(Entries taken from a collection)
-- Opening Marker --
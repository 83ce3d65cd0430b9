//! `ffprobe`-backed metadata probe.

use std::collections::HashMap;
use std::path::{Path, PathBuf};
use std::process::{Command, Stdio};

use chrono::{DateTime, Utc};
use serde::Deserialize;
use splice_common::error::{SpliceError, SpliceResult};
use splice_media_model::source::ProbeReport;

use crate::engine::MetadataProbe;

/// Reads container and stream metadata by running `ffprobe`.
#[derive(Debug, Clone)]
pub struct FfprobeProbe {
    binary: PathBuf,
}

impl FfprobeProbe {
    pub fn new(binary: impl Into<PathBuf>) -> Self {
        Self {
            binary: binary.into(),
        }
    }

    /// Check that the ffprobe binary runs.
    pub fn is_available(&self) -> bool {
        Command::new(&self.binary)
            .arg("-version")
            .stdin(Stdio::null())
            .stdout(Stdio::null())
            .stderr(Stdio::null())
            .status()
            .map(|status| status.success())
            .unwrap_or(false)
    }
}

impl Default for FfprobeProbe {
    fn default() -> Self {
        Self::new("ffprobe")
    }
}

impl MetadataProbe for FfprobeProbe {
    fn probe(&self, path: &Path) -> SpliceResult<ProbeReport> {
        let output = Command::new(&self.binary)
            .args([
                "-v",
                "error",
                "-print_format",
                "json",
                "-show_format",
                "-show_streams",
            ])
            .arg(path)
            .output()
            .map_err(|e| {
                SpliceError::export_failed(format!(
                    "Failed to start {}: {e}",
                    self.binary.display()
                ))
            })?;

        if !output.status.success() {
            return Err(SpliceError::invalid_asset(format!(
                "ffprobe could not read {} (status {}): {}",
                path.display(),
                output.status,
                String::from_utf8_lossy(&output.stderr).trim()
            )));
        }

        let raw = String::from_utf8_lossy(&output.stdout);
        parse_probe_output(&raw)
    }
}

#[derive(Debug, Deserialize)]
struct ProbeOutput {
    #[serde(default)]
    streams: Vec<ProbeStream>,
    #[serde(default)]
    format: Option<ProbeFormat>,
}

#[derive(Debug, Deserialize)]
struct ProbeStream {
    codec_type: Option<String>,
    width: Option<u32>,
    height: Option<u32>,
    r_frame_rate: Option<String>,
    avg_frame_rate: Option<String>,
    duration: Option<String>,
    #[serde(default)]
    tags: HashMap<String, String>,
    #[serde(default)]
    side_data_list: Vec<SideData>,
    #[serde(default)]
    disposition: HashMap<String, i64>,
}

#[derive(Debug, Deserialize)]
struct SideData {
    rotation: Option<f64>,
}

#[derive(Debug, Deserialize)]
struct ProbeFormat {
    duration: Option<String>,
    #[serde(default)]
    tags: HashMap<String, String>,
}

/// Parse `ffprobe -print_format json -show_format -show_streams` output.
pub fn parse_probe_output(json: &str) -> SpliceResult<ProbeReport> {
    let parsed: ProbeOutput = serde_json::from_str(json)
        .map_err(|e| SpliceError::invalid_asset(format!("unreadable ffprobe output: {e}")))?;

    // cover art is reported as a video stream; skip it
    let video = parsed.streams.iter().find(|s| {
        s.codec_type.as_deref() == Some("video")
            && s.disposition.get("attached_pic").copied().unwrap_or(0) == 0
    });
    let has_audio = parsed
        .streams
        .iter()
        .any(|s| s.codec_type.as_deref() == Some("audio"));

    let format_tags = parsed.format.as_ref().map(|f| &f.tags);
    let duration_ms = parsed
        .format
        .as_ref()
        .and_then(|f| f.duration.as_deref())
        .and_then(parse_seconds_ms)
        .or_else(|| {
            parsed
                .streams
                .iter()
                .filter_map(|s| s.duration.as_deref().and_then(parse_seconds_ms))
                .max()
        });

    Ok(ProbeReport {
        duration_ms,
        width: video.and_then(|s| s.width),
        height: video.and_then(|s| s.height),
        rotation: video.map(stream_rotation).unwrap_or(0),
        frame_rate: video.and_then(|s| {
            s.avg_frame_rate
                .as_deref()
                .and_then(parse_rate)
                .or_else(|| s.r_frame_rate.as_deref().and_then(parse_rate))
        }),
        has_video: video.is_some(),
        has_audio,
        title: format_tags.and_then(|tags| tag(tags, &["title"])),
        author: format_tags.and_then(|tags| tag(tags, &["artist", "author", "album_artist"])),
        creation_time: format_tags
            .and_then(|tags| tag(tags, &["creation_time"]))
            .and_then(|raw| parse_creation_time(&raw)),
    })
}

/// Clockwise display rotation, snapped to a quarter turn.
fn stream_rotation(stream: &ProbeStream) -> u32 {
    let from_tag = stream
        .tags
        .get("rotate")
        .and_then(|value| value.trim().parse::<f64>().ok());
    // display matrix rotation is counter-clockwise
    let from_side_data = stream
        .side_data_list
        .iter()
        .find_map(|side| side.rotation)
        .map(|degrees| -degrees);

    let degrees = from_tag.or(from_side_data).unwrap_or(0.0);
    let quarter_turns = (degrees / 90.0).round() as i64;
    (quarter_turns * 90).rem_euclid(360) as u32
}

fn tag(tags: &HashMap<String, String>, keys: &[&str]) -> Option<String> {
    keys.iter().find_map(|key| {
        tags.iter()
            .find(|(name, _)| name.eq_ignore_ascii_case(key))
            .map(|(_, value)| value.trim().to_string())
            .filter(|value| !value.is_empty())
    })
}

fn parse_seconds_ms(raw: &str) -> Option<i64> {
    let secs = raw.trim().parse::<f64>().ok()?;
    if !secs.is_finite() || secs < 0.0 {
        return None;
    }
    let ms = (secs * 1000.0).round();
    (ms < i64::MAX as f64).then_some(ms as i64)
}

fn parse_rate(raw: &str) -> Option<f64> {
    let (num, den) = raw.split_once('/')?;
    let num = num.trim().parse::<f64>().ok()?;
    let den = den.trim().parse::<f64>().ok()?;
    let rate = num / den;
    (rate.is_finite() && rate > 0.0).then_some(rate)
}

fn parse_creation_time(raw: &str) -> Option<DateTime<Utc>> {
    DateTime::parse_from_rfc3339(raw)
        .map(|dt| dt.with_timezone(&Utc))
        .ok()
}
-- Closing Marker --
● About this exercise
Top to bottom, set down the entries above word for word.

● Written answer
repository 83ce3d65cd0430b9
//! `ffprobe`-backed metadata probe.

use std::collections::HashMap;
use std::path::{Path, PathBuf};
use std::process::{Command, Stdio};

use chrono::{DateTime, Utc};
use serde::Deserialize;
use splice_common::error::{SpliceError, SpliceResult};
use splice_media_model::source::ProbeReport;

use crate::engine::MetadataProbe;

/// Reads container and stream metadata by running `ffprobe`.
#[derive(Debug, Clone)]
pub struct FfprobeProbe {
    binary: PathBuf,
}

impl FfprobeProbe {
    pub fn new(binary: impl Into<PathBuf>) -> Self {
        Self {
            binary: binary.into(),
        }
    }

    /// Check that the ffprobe binary runs.
    pub fn is_available(&self) -> bool {
        Command::new(&self.binary)
            .arg("-version")
            .stdin(Stdio::null())
            .stdout(Stdio::null())
            .stderr(Stdio::null())
            .status()
            .map(|status| status.success())
            .unwrap_or(false)
    }
}

impl Default for FfprobeProbe {
    fn default() -> Self {
        Self::new("ffprobe")
    }
}

impl MetadataProbe for FfprobeProbe {
    fn probe(&self, path: &Path) -> SpliceResult<ProbeReport> {
        let output = Command::new(&self.binary)
            .args([
                "-v",
                "error",
                "-print_format",
                "json",
                "-show_format",
                "-show_streams",
            ])
            .arg(path)
            .output()
            .map_err(|e| {
                SpliceError::export_failed(format!(
                    "Failed to start {}: {e}",
                    self.binary.display()
                ))
            })?;

        if !output.status.success() {
            return Err(SpliceError::invalid_asset(format!(
                "ffprobe could not read {} (status {}): {}",
                path.display(),
                output.status,
                String::from_utf8_lossy(&output.stderr).trim()
            )));
        }

        let raw = String::from_utf8_lossy(&output.stdout);
        parse_probe_output(&raw)
    }
}

#[derive(Debug, Deserialize)]
struct ProbeOutput {
    #[serde(default)]
    streams: Vec<ProbeStream>,
    #[serde(default)]
    format: Option<ProbeFormat>,
}

#[derive(Debug, Deserialize)]
struct ProbeStream {
    codec_type: Option<String>,
    width: Option<u32>,
    height: Option<u32>,
    r_frame_rate: Option<String>,
    avg_frame_rate: Option<String>,
    duration: Option<String>,
    #[serde(default)]
    tags: HashMap<String, String>,
    #[serde(default)]
    side_data_list: Vec<SideData>,
    #[serde(default)]
    disposition: HashMap<String, i64>,
}

#[derive(Debug, Deserialize)]
struct SideData {
    rotation: Option<f64>,
}

#[derive(Debug, Deserialize)]
struct ProbeFormat {
    duration: Option<String>,
    #[serde(default)]
    tags: HashMap<String, String>,
}

/// Parse `ffprobe -print_format json -show_format -show_streams` output.
pub fn parse_probe_output(json: &str) -> SpliceResult<ProbeReport> {
    let parsed: ProbeOutput = serde_json::from_str(json)
        .map_err(|e| SpliceError::invalid_asset(format!("unreadable ffprobe output: {e}")))?;

    // cover art is reported as a video stream; skip it
    let video = parsed.streams.iter().find(|s| {
        s.codec_type.as_deref() == Some("video")
            && s.disposition.get("attached_pic").copied().unwrap_or(0) == 0
    });
    let has_audio = parsed
        .streams
        .iter()
        .any(|s| s.codec_type.as_deref() == Some("audio"));

    let format_tags = parsed.format.as_ref().map(|f| &f.tags);
    let duration_ms = parsed
        .format
        .as_ref()
        .and_then(|f| f.duration.as_deref())
        .and_then(parse_seconds_ms)
        .or_else(|| {
            parsed
                .streams
                .iter()
                .filter_map(|s| s.duration.as_deref().and_then(parse_seconds_ms))
                .max()
        });

    Ok(ProbeReport {
        duration_ms,
        width: video.and_then(|s| s.width),
        height: video.and_then(|s| s.height),
        rotation: video.map(stream_rotation).unwrap_or(0),
        frame_rate: video.and_then(|s| {
            s.avg_frame_rate
                .as_deref()
                .and_then(parse_rate)
                .or_else(|| s.r_frame_rate.as_deref().and_then(parse_rate))
        }),
        has_video: video.is_some(),
        has_audio,
        title: format_tags.and_then(|tags| tag(tags, &["title"])),
        author: format_tags.and_then(|tags| tag(tags, &["artist", "author", "album_artist"])),
        creation_time: format_tags
            .and_then(|tags| tag(tags, &["creation_time"]))
            .and_then(|raw| parse_creation_time(&raw)),
    })
}

/// Clockwise display rotation, snapped to a quarter turn.
fn stream_rotation(stream: &ProbeStream) -> u32 {
    let from_tag = stream
        .tags
        .get("rotate")
        .and_then(|value| value.trim().parse::<f64>().ok());
    // display matrix rotation is counter-clockwise
    let from_side_data = stream
        .side_data_list
        .iter()
        .find_map(|side| side.rotation)
        .map(|degrees| -degrees);

    let degrees = from_tag.or(from_side_data).unwrap_or(0.0);
    let quarter_turns = (degrees / 90.0).round() as i64;
    (quarter_turns * 90).rem_euclid(360) as u32
}

fn tag(tags: &HashMap<String, String>, keys: &[&str]) -> Option<String> {
    keys.iter().find_map(|key| {
        tags.iter()
            .find(|(name, _)| name.eq_ignore_ascii_case(key))
            .map(|(_, value)| value.trim().to_string())
            .filter(|value| !value.is_empty())
    })
}

fn parse_seconds_ms(raw: &str) -> Option<i64> {
    let secs = raw.trim().parse::<f64>().ok()?;
    if !secs.is_finite() || secs < 0.0 {
        return None;
    }
    let ms = (secs * 1000.0).round();
    (ms < i64::MAX as f64).then_some(ms as i64)
}

fn parse_rate(raw: &str) -> Option<f64> {
    let (num, den) = raw.split_once('/')?;
    let num = num.trim().parse::<f64>().ok()?;
    let den = den.trim().parse::<f64>().ok()?;
    let rate = num / den;
    (rate.is_finite() && rate > 0.0).then_some(rate)
}

fn parse_creation_time(raw: &str) -> Option<DateTime<Utc>> {
    DateTime::parse_from_rfc3339(raw)
        .map(|dt| dt.with_timezone(&Utc))
        .ok()
}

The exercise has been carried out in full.